-------- Data shown --------

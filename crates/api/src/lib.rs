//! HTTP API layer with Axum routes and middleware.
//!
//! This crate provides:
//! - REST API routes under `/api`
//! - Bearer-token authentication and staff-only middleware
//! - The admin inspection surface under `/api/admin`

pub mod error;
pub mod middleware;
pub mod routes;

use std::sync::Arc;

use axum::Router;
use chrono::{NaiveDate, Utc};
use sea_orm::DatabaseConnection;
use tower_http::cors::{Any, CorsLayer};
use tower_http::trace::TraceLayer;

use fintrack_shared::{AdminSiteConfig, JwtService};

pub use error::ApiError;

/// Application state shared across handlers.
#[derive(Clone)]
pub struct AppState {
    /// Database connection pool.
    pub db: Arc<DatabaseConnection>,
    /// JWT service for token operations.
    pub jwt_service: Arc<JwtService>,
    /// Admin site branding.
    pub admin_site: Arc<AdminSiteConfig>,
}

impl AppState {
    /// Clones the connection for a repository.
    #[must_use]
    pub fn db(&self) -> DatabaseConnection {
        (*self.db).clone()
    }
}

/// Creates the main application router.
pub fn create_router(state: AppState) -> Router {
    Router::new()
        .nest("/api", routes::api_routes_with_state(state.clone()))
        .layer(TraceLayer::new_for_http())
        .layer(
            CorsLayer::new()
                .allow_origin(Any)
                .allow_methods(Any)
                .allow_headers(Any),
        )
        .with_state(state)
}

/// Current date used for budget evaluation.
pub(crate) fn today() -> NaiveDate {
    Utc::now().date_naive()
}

--------
-------- Data shown --------

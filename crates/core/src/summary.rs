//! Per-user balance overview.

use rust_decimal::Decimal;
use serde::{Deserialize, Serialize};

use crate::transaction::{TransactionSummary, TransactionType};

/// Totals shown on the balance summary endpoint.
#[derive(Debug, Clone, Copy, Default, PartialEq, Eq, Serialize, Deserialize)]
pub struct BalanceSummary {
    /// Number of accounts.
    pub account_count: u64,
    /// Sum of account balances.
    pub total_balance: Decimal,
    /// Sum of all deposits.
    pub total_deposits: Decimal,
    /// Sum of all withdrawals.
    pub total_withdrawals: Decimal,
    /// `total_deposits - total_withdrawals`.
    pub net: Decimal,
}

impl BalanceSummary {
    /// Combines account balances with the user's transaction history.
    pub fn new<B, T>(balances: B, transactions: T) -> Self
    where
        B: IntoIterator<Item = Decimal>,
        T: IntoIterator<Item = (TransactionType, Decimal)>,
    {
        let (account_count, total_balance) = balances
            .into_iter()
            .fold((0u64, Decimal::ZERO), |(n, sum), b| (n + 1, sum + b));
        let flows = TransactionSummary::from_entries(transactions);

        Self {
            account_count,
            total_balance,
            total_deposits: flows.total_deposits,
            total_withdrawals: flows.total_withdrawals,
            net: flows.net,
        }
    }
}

--------

Whenever the word "Serialize" turns up in a line of the listing above, copy the line.

## Solution for this task
use serde::{Deserialize, Serialize};
#[derive(Debug, Clone, Copy, Default, PartialEq, Eq, Serialize, Deserialize)]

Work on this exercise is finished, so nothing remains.